2

 

Tallit’s living-room to Wilson, who saw it for the first time, had the appearance of a country dance-hall. The furniture all lined the walls: hard chairs with tall uncomfortable backs, and in the corners the chaperons sitting out: old women in black silk dresses, yards and yards of silk, and a very old man in a smoking-cap. They watched him intently in complete silence, and evading their gaze he saw only bare walls except that at each corner sentimental French postcards were nailed up in a montage of ribbons and bows: young men smelling mauve Sowers, a glossy cherry shoulder, an impassioned kiss. Wilson found there was only one other guest besides himself, Father Rank, a Catholic priest, wearing his long soutane. They sat in opposite corners of the room among the chaperons whom Father Rank explained were Tallit’s grandparents and parents, two uncles, what might have been a great-great-aunt, a cousin. Somewhere out of sight Tallit’s wife was preparing little dishes which were handed to the two guests by his younger brother and his sister. None of them spoke English except Tallit, and Wilson was embarrassed by the way Father Rank discussed his host and his host’s family resoundingly across the room. ‘Thank you, no,’ Father Rank would say, declining a sweet by shaking his grey tousled head. ‘I’d advise you to be careful of those, Mr Wilson. Tallit’s a good fellow, but he won’t team what a western stomach will take. These old people have stomachs like ostriches.’

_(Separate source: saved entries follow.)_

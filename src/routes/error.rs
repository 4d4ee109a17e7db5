use rocket::serde::Serialize;
use rocket::serde::json::Json;
use rocket::{Request, catch};

#[derive(Serialize)]
#[serde(crate = "rocket::serde")]
pub struct Error {
    pub message: String,
}

fn error(message: &str) -> Json<Error> {
    Json(Error {
        message: message.to_string(),
    })
}

#[catch(400)]
pub fn bad_request(_: &Request) -> Json<Error> {
    error("Bad request")
}

#[catch(404)]
pub fn not_found(_: &Request) -> Json<Error> {
    error("Not found")
}

#[catch(422)]
pub fn unprocessable_entity(_: &Request) -> Json<Error> {
    error("Unprocessable entity")
}

#[catch(500)]
pub fn internal_error(_: &Request) -> Json<Error> {
    error("Internal server error")
}
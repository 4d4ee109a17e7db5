pub mod app_error;
pub mod json;
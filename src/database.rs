pub mod session;
pub mod store_repository;
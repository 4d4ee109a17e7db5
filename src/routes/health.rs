use rocket::{get, http::Status};
use rocket_okapi::openapi;

/// Liveness probe
#[openapi(tag = "Health")]
#[get("/")]
pub async fn healthcheck() -> Status {
    Status::Ok
}

pub fn routes() -> (Vec<rocket::Route>, okapi::openapi3::OpenApi) {
    rocket_okapi::openapi_get_routes_spec![healthcheck]
}

#[cfg(test)]
mod tests {
    use crate::config::Config;
    use crate::test_utils::TestFixture;
    use rocket::http::Status;

    #[rocket::async_test]
    async fn health_check_works() {
        let fixture = TestFixture::start().await;
        let response = fixture.get("/api/health").await;
        assert_eq!(response.status(), Status::Ok);
    }

    #[rocket::async_test]
    async fn health_check_is_served_under_additional_base_paths() {
        let mut config = Config::default();
        config.api.additional_base_paths = vec!["v1/".to_string()];
        let fixture = TestFixture::with_config(config).await;

        assert_eq!(fixture.get("/api/health").await.status(), Status::Ok);
        assert_eq!(fixture.get("/v1/health").await.status(), Status::Ok);
    }
}
use crate::database::session::SessionRepository;
use crate::error::app_error::AppError;
use crate::models::idea::Idea;
use crate::models::session::Session;
use chrono::{DateTime, NaiveDate, Utc};
use tracing::{debug, info};

pub const SAMPLE_SESSION_NAME: &str = "Test Session 1";
pub const SAMPLE_IDEA_NAME: &str = "Awesome idea";
pub const SAMPLE_IDEA_DESCRIPTION: &str = "Totally awesome idea";

/// 2016-08-01 00:00:00 UTC
pub fn sample_date() -> DateTime<Utc> {
    NaiveDate::from_ymd_opt(2016, 8, 1)
        .and_then(|date| date.and_hms_opt(0, 0, 0))
        .map(|naive| naive.and_utc())
        .unwrap_or_default()
}

pub fn sample_session() -> Session {
    let mut session = Session::new(SAMPLE_SESSION_NAME, sample_date());
    session.add_idea(Idea::new(SAMPLE_IDEA_NAME, SAMPLE_IDEA_DESCRIPTION, sample_date()));
    session
}

/// Adds the sample session when the store holds no sessions at all.
/// Returns whether anything was written.
pub async fn initialize_store<R: SessionRepository + ?Sized>(repository: &R) -> Result<bool, AppError> {
    if !repository.list_sessions().await?.is_empty() {
        debug!("session store already populated, skipping seed");
        return Ok(false);
    }

    let session = repository.add_session(&sample_session()).await?;
    info!(session_id = session.id, ideas = session.ideas.len(), "seeded sample session");
    Ok(true)
}
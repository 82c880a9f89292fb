//! Derived analytics over raw gameplay/commerce event logs — cohort
//! retention, cumulative LTV curves, conversion funnels, and point-in-time
//! aggregate metrics for the operations dashboard.
//!
//! The engine is strictly read-only: every calculator pulls raw counts from
//! an [`EventStore`] adapter and recomputes its result from source tables on
//! each request. Nothing is cached; freshness over speed.

pub mod aggregate;
pub mod cohort;
pub mod funnel;
pub mod retention;
pub mod revenue;
pub mod store;
pub mod window;

pub use aggregate::{AggregateCalculator, AggregateSnapshot, TierChurn};
pub use cohort::{Cohort, CohortBuilder};
pub use funnel::{
    FunnelCatalog, FunnelDefinition, FunnelEngine, FunnelReport, FunnelStepDef, StepSource,
};
pub use retention::{RetentionCalculator, RetentionReport};
pub use revenue::{RevenueCalculator, RevenueReport};
pub use store::{EventStore, MemoryEventStore};
pub use window::{day_window, has_elapsed, CohortWindow};
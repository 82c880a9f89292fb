use serde::Deserialize;

/// Root application configuration. Loaded from environment variables
/// with the prefix `LIVEOPS__`.
#[derive(Debug, Clone, Deserialize)]
pub struct AppConfig {
    #[serde(default)]
    pub analytics: AnalyticsConfig,
}

/// Tunables for the analytics engine. The LTV projection and churn tier
/// values are calibration constants, not derived quantities; treat them as
/// placeholders pending real instrumentation.
#[derive(Debug, Clone, Deserialize)]
pub struct AnalyticsConfig {
    /// Ceiling on the historical window any computation may reach into.
    #[serde(default = "default_max_window_days")]
    pub max_window_days: u32,
    #[serde(default = "default_lookback_days")]
    pub default_lookback_days: u32,
    #[serde(default = "default_retention_offsets")]
    pub retention_offsets: Vec<u32>,
    #[serde(default = "default_ltv_projection_months")]
    pub ltv_projection_months: u32,
    #[serde(default = "default_ltv_margin")]
    pub ltv_margin: f64,
    #[serde(default = "default_whale_threshold_usd")]
    pub whale_threshold_usd: f64,
    #[serde(default = "default_dolphin_threshold_usd")]
    pub dolphin_threshold_usd: f64,
    /// A payer with no session in this many trailing days counts as churned.
    #[serde(default = "default_churn_inactive_days")]
    pub churn_inactive_days: u32,
}

fn default_max_window_days() -> u32 { 180 }
fn default_lookback_days() -> u32 { 30 }
fn default_retention_offsets() -> Vec<u32> { vec![1, 3, 7, 14, 30] }
fn default_ltv_projection_months() -> u32 { 6 }
fn default_ltv_margin() -> f64 { 0.3 }
fn default_whale_threshold_usd() -> f64 { 100.0 }
fn default_dolphin_threshold_usd() -> f64 { 10.0 }
fn default_churn_inactive_days() -> u32 { 30 }

impl Default for AnalyticsConfig {
    fn default() -> Self {
        Self {
            max_window_days: default_max_window_days(),
            default_lookback_days: default_lookback_days(),
            retention_offsets: default_retention_offsets(),
            ltv_projection_months: default_ltv_projection_months(),
            ltv_margin: default_ltv_margin(),
            whale_threshold_usd: default_whale_threshold_usd(),
            dolphin_threshold_usd: default_dolphin_threshold_usd(),
            churn_inactive_days: default_churn_inactive_days(),
        }
    }
}

impl Default for AppConfig {
    fn default() -> Self {
        Self {
            analytics: AnalyticsConfig::default(),
        }
    }
}

impl AppConfig {
    /// Load configuration from environment variables.
    pub fn load() -> Result<Self, config::ConfigError> {
        let builder = config::Config::builder().add_source(
            config::Environment::with_prefix("LIVEOPS")
                .separator("__")
                .try_parsing(true)
                .list_separator(","),
        );

        let config = builder.build()?;
        config.try_deserialize()
    }
}
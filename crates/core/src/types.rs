//! Domain records consumed by the analytics engine.
//!
//! All timestamps are unix epoch seconds. Every record here is owned and
//! mutated by upstream systems (gameplay server, payment processor); the
//! analytics engine only ever reads them.

use serde::{Deserialize, Serialize};
use uuid::Uuid;

/// Opaque player identity.
pub type PlayerId = Uuid;

/// Account creation record. `registered_at` is set once and immutable.
#[derive(Debug, Clone, Copy, PartialEq, Eq, Serialize, Deserialize)]
pub struct Registration {
    pub player_id: PlayerId,
    pub registered_at: i64,
}

/// A gameplay session. Append-only; a player may have arbitrarily many.
#[derive(Debug, Clone, Copy, PartialEq, Eq, Serialize, Deserialize)]
pub struct Session {
    pub player_id: PlayerId,
    pub start_time: i64,
    /// `None` while the session is still open.
    pub end_time: Option<i64>,
}

/// Purchase settlement state. Only `Completed` counts toward revenue;
/// refunds are excluded retroactively, with no negative adjustment modeled.
#[derive(Debug, Clone, Copy, PartialEq, Eq, Hash, Serialize, Deserialize)]
#[serde(rename_all = "snake_case")]
pub enum PurchaseStatus {
    Pending,
    Completed,
    Refunded,
}

#[derive(Debug, Clone, Copy, PartialEq, Eq, Hash, Serialize, Deserialize)]
#[serde(rename_all = "snake_case")]
pub enum ProductType {
    Consumable,
    Durable,
    /// Monthly-billed recurring product; feeds MRR/ARR.
    Subscription,
}

#[derive(Debug, Clone, Copy, PartialEq, Eq, Serialize, Deserialize)]
pub struct Purchase {
    pub player_id: PlayerId,
    pub product_type: ProductType,
    pub price_cents: i64,
    pub status: PurchaseStatus,
    pub created_at: i64,
}

/// Free-form named application event (e.g. `"tutorial_completed"`).
/// No uniqueness constraint; counting queries use distinct-user semantics.
#[derive(Debug, Clone, PartialEq, Eq, Serialize, Deserialize)]
pub struct CustomEvent {
    pub player_id: PlayerId,
    pub event_type: String,
    pub timestamp: i64,
}
#[cfg(test)]
mod tests {
    use super::*;
    use crate::store::MemoryEventStore;
    use uuid::Uuid;

    const NOW: i64 = 1_700_000_000;
    const LOOKBACK: u32 = 30;

    fn seed_event_users(store: &mut MemoryEventStore, event_type: &str, count: usize) {
        for _ in 0..count {
            store.add_event(Uuid::new_v4(), event_type, NOW - 1000);
        }
    }

    fn four_step_definition() -> FunnelDefinition {
        FunnelDefinition {
            name: "checkout".to_string(),
            steps: vec![
                event_step("landed", "landed", 0.9),
                event_step("browsed", "browsed", 0.9),
                event_step("carted", "carted", 0.85),
                event_step("paid", "paid", 0.6),
            ],
        }
    }

    #[test]
    fn missing_mid_step_is_estimated_from_the_prior_step() {
        let mut store = MemoryEventStore::new();
        seed_event_users(&mut store, "landed", 1000);
        seed_event_users(&mut store, "browsed", 900);
        // "carted" has no instrumentation at all.
        seed_event_users(&mut store, "paid", 300);

        let engine = FunnelEngine::new(&store, 180);
        let report = engine.run(&four_step_definition(), LOOKBACK, NOW).unwrap();

        let counts: Vec<u64> = report.steps.iter().map(|s| s.count).collect();
        assert_eq!(counts, vec![1000, 900, 765, 300]);

        let estimated: Vec<bool> = report.steps.iter().map(|s| s.estimated).collect();
        assert_eq!(estimated, vec![false, false, true, false]);

        assert_eq!(report.steps[0].conversion_rate, 100.0);
        assert_eq!(report.steps[0].dropoff_rate, 0.0);
        assert_eq!(report.steps[2].dropoff_rate, 15.0);
        assert_eq!(report.steps[3].dropoff_rate, 60.78);
        assert_eq!(report.total_started, 1000);
        assert_eq!(report.total_completed, 300);
        assert_eq!(report.overall_conversion, 30.0);
    }

    #[test]
    fn first_step_falls_back_to_registration_count() {
        let mut store = MemoryEventStore::new();
        for _ in 0..50 {
            store.add_registration(Uuid::new_v4(), NOW - 1000);
        }
        seed_event_users(&mut store, "browsed", 20);

        let definition = FunnelDefinition {
            name: "partial".to_string(),
            steps: vec![
                event_step("landed", "landed", 0.9),
                event_step("browsed", "browsed", 0.9),
            ],
        };

        let engine = FunnelEngine::new(&store, 180);
        let report = engine.run(&definition, LOOKBACK, NOW).unwrap();
        assert_eq!(report.steps[0].count, 50);
        assert!(report.steps[0].estimated);
        assert_eq!(report.steps[1].count, 20);
        assert!(!report.steps[1].estimated);
    }

    #[test]
    fn growth_between_steps_clamps_dropoff_to_zero() {
        let mut store = MemoryEventStore::new();
        seed_event_users(&mut store, "landed", 10);
        seed_event_users(&mut store, "browsed", 20);

        let definition = FunnelDefinition {
            name: "anomalous".to_string(),
            steps: vec![
                event_step("landed", "landed", 0.9),
                event_step("browsed", "browsed", 0.9),
            ],
        };

        let engine = FunnelEngine::new(&store, 180);
        let report = engine.run(&definition, LOOKBACK, NOW).unwrap();
        assert_eq!(report.steps[1].dropoff_rate, 0.0);
        assert_eq!(report.steps[1].conversion_rate, 200.0);
    }

    #[test]
    fn custom_funnels_apply_no_fallback() {
        let mut store = MemoryEventStore::new();
        seed_event_users(&mut store, "quest_accepted", 100);
        // "quest_midpoint" uninstrumented, "quest_completed" measured.
        seed_event_users(&mut store, "quest_completed", 10);

        let engine = FunnelEngine::new(&store, 180);
        let steps = vec![
            "quest_accepted".to_string(),
            "quest_midpoint".to_string(),
            "quest_completed".to_string(),
        ];
        let report = engine.run_custom("quests", &steps, LOOKBACK, NOW).unwrap();

        assert_eq!(report.steps[1].count, 0);
        assert!(!report.steps[1].estimated);
        assert_eq!(report.steps[1].dropoff_rate, 100.0);
        // Previous step count is zero, so drop-off resolves to 0, not NaN.
        assert_eq!(report.steps[2].dropoff_rate, 0.0);
        assert_eq!(report.steps[2].conversion_rate, 10.0);
    }

    #[test]
    fn single_step_funnel_is_rejected_before_any_query() {
        let store = MemoryEventStore::new();
        let engine = FunnelEngine::new(&store, 180);
        let result = engine.run_custom("tiny", &["only_step".to_string()], LOOKBACK, NOW);
        assert!(matches!(result, Err(LiveOpsError::InvalidParameter(_))));
    }

    #[test]
    fn zero_lookback_is_rejected() {
        let store = MemoryEventStore::new();
        let engine = FunnelEngine::new(&store, 180);
        let steps = vec!["a".to_string(), "b".to_string()];
        let result = engine.run_custom("zero", &steps, 0, NOW);
        assert!(matches!(result, Err(LiveOpsError::InvalidParameter(_))));
    }

    #[test]
    fn lookback_beyond_the_ceiling_is_rejected() {
        let store = MemoryEventStore::new();
        let engine = FunnelEngine::new(&store, 180);
        let catalog = FunnelCatalog::new();
        let definition = catalog.get("tutorial").unwrap();

        let result = engine.run(&definition, 10_000, NOW);
        assert!(matches!(result, Err(LiveOpsError::InvalidParameter(_))));

        let steps = vec!["a".to_string(), "b".to_string()];
        let result = engine.run_custom("deep", &steps, 181, NOW);
        assert!(matches!(result, Err(LiveOpsError::InvalidParameter(_))));
        assert!(engine.run_custom("ok", &steps, 180, NOW).is_ok());
    }

    #[test]
    fn definition_constructor_requires_two_steps() {
        let result = FunnelDefinition::new("tiny", vec![step("a", StepSource::Session, None)]);
        assert!(matches!(result, Err(LiveOpsError::InvalidParameter(_))));
    }

    #[test]
    fn catalog_seeds_the_five_builtin_funnels() {
        let catalog = FunnelCatalog::new();
        let mut names = catalog.names();
        names.sort();
        assert_eq!(
            names,
            vec!["purchase", "ranked", "social", "subscription", "tutorial"]
        );
        for name in names {
            let definition = catalog.get(&name).unwrap();
            assert!(definition.steps.len() >= 5);
            // Every non-first step of a built-in carries a calibration ratio.
            assert!(definition.steps[1..]
                .iter()
                .all(|s| s.fallback_ratio.is_some()));
        }
    }

    #[test]
    fn empty_funnel_on_empty_store_reports_zeros() {
        let store = MemoryEventStore::new();
        let engine = FunnelEngine::new(&store, 180);
        let catalog = FunnelCatalog::new();
        let definition = catalog.get("tutorial").unwrap();

        let report = engine.run(&definition, LOOKBACK, NOW).unwrap();
        assert_eq!(report.total_started, 0);
        assert_eq!(report.overall_conversion, 0.0);
        for s in &report.steps {
            assert_eq!(s.count, 0);
            assert_eq!(s.conversion_rate, 0.0);
            assert_eq!(s.dropoff_rate, 0.0);
        }
    }
}
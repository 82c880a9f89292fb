//! Cohort construction — partitions players into registration-time cohorts.

use liveops_core::types::Registration;
use liveops_core::{LiveOpsError, LiveOpsResult};
use tracing::debug;

use crate::store::EventStore;
use crate::window::CohortWindow;

/// A registration-time cohort. Derived fresh per request, never persisted.
#[derive(Debug, Clone)]
pub struct Cohort {
    pub label: String,
    pub start: i64,
    pub end: i64,
    pub members: Vec<Registration>,
}

impl Cohort {
    pub fn size(&self) -> u64 {
        self.members.len() as u64
    }
}

pub struct CohortBuilder;

impl CohortBuilder {
    /// Select every identity registered inside the window. No upper bound on
    /// cohort size; callers loop per member rather than materializing joins,
    /// trading query count for bounded memory.
    pub fn build<S: EventStore>(store: &S, window: &CohortWindow) -> LiveOpsResult<Cohort> {
        let members = store.registrations_in_range(window.start, window.end)?;
        debug!(label = %window.label, size = members.len(), "built cohort");
        Ok(Cohort {
            label: window.label.clone(),
            start: window.start,
            end: window.end,
            members,
        })
    }
}

/// Shared pre-query validation for cohort-shaped requests. Runs before any
/// adapter query so a bad request never touches the store.
pub(crate) fn validate_cohort_request(
    count: u32,
    span_days: u32,
    offsets: &[u32],
    max_window_days: u32,
) -> LiveOpsResult<()> {
    if count == 0 {
        return Err(LiveOpsError::InvalidParameter(
            "cohort count must be at least 1".into(),
        ));
    }
    let window_days = u64::from(count) * u64::from(span_days);
    if window_days > u64::from(max_window_days) {
        return Err(LiveOpsError::InvalidParameter(format!(
            "cohort window of {window_days} days exceeds the {max_window_days}-day ceiling"
        )));
    }
    if offsets.is_empty() {
        return Err(LiveOpsError::InvalidParameter(
            "at least one day offset is required".into(),
        ));
    }
    if let Some(&offset) = offsets.iter().find(|&&d| d > max_window_days) {
        return Err(LiveOpsError::InvalidParameter(format!(
            "day offset {offset} exceeds the {max_window_days}-day ceiling"
        )));
    }
    Ok(())
}
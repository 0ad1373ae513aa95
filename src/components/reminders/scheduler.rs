use chrono::{DateTime, Utc};
use tokio::time::{sleep, Duration as TokioDuration};
use tracing::{error, info};

use super::dispatcher::{DispatchReport, NotifiedSet, ReminderDispatcher};
use super::poller::CalendarPoller;
use crate::components::{CalendarSource, MessageSink};
use crate::error::BotResult;

/// Polling loop owning the poller, the dispatcher and the notified set
pub struct ReminderService<S, M> {
    poller: CalendarPoller<S>,
    dispatcher: ReminderDispatcher<M>,
    notified: NotifiedSet,
    interval: TokioDuration,
}

impl<S: CalendarSource, M: MessageSink> ReminderService<S, M> {
    pub fn new(
        poller: CalendarPoller<S>,
        dispatcher: ReminderDispatcher<M>,
        interval: TokioDuration,
    ) -> Self {
        Self {
            poller,
            dispatcher,
            notified: NotifiedSet::new(),
            interval,
        }
    }

    /// Events reminded about so far
    pub fn notified(&self) -> &NotifiedSet {
        &self.notified
    }

    /// Get the poller. Lets tests inspect the calendar source.
    pub fn poller(&self) -> &CalendarPoller<S> {
        &self.poller
    }

    /// Get the dispatcher. Lets tests inspect the message sink.
    pub fn dispatcher(&self) -> &ReminderDispatcher<M> {
        &self.dispatcher
    }

    /// Run one fetch-then-dispatch cycle.
    ///
    /// A fetch failure is returned before anything is sent; the notified set is untouched.
    pub async fn run_cycle(&mut self, now: DateTime<Utc>) -> BotResult<DispatchReport> {
        let events = self.poller.poll(now).await?;
        let report = self
            .dispatcher
            .dispatch(&events, &mut self.notified)
            .await;

        Ok(report)
    }

    /// Poll forever, sleeping the configured interval between cycles
    pub async fn run(&mut self) {
        info!(
            "Reminder scheduler started, syncing every {} seconds",
            self.interval.as_secs()
        );

        loop {
            info!("Syncing...");
            match self.run_cycle(Utc::now()).await {
                Ok(report) => info!(
                    "Sync done: {} sent, {} already notified, {} failed",
                    report.sent, report.already_notified, report.failed
                ),
                Err(e) => error!("Failed to sync calendars: {}", e),
            }

            sleep(self.interval).await;
        }
    }
}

       ‘This is very interesting to me,’ Wilson said, catching the eye of a grandmother across the room and nodding and smiling at her. The grandmother obviously thought he wanted more sweets, and called angrily out for her granddaughter. ‘No, no,’ Wilson said vainly, shaking his head and smiling at the centenarian. The centenarian lifted his lip from a toothless gum and signalled with ferocity to Tallit’s younger brother, who hurried forward with yet another dish. ‘That’s quite safe,’ Father Rank shouted. ‘Just sugar and glycerine and a little flour.’ All the time their glasses were charged and recharged with whisky,

       ‘Wish you’d confess to me where you get this whisky from, Tallit,’ Father Rank called out with roguery, and Tallit beamed and slid agilely from end to end of the room, a word to Wilson, a word to Father Rank. He reminded Wilson of a young ballet dancer in his white trousers, his plaster of black hair and his grey polished alien face, and one glass eye like a puppet’s.

       ‘So the Esperança’s gone out,’ Father Rank shouted across the room. ‘Did they find anything, do you think?’

       ‘There was a rumour in the office,’ Wilson said, ‘about some diamonds.’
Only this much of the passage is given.